─── SUPPLIED DATA ───

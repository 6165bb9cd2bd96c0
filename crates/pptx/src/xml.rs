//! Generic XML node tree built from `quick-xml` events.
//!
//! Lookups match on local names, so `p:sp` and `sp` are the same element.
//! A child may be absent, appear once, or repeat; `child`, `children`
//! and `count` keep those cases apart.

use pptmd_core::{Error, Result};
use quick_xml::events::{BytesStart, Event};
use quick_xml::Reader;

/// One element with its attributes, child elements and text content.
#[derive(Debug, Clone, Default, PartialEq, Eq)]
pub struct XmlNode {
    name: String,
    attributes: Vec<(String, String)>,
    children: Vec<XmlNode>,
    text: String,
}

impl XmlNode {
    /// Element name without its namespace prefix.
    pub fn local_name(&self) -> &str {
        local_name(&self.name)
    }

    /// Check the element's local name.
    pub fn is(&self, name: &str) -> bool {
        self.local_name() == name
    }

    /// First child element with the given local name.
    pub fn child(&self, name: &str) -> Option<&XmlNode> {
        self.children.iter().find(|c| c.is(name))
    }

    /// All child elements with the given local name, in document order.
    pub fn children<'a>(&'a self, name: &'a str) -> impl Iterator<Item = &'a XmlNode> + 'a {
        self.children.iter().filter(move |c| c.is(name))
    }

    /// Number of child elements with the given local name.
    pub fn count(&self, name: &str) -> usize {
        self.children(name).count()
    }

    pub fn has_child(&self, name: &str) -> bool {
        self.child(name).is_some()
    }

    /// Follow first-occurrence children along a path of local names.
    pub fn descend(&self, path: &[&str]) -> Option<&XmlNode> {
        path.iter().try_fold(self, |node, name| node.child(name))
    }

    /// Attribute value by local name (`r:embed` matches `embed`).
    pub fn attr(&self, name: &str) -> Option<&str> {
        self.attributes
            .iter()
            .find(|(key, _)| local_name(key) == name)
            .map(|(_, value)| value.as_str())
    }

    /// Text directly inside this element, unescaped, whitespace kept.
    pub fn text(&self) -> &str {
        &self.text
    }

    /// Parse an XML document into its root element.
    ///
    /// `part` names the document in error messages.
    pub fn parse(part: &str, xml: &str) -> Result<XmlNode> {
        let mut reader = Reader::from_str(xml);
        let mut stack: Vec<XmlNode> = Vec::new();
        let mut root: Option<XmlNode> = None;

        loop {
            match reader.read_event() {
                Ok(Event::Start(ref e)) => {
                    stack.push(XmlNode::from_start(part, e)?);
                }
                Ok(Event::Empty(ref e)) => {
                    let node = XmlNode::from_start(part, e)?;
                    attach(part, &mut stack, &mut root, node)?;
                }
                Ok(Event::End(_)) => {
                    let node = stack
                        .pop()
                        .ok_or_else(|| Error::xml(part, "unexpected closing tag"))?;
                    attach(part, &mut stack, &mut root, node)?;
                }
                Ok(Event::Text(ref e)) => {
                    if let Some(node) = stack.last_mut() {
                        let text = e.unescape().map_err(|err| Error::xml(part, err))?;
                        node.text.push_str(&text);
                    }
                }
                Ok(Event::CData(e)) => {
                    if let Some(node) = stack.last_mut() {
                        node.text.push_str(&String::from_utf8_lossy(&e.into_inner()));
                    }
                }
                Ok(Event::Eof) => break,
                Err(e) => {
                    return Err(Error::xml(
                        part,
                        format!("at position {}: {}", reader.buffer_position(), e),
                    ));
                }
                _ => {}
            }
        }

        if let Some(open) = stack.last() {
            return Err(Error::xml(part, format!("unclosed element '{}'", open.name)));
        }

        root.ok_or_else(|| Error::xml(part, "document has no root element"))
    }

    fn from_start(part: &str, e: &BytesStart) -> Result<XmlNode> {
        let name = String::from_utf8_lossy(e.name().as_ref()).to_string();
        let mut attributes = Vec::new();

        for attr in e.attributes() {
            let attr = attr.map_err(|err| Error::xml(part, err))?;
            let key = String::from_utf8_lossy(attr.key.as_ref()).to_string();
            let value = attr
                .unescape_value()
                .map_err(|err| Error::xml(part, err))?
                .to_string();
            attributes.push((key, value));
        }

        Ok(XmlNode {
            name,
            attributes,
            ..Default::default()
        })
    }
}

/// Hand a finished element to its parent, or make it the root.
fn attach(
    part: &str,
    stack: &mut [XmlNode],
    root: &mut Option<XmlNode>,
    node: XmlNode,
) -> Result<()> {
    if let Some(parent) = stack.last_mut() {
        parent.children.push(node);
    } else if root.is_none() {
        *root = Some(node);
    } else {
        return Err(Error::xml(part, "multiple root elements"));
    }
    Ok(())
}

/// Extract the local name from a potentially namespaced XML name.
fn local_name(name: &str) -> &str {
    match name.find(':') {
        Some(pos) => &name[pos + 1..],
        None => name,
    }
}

───

**WHAT THE EXERCISE ASKS:**
Restate word for word the lines above, beginning at the first one and ending at the line that carries "pub fn is(&self, name: &str)".

**EXERCISE OUTPUT:**
repository 6165bb9cd2bd96c0
filename crates/pptx/src/xml.rs
//! Generic XML node tree built from `quick-xml` events.
//!
//! Lookups match on local names, so `p:sp` and `sp` are the same element.
//! A child may be absent, appear once, or repeat; `child`, `children`
//! and `count` keep those cases apart.

use pptmd_core::{Error, Result};
use quick_xml::events::{BytesStart, Event};
use quick_xml::Reader;

/// One element with its attributes, child elements and text content.
#[derive(Debug, Clone, Default, PartialEq, Eq)]
pub struct XmlNode {
    name: String,
    attributes: Vec<(String, String)>,
    children: Vec<XmlNode>,
    text: String,
}

impl XmlNode {
    /// Element name without its namespace prefix.
    pub fn local_name(&self) -> &str {
        local_name(&self.name)
    }

    /// Check the element's local name.
    pub fn is(&self, name: &str) -> bool {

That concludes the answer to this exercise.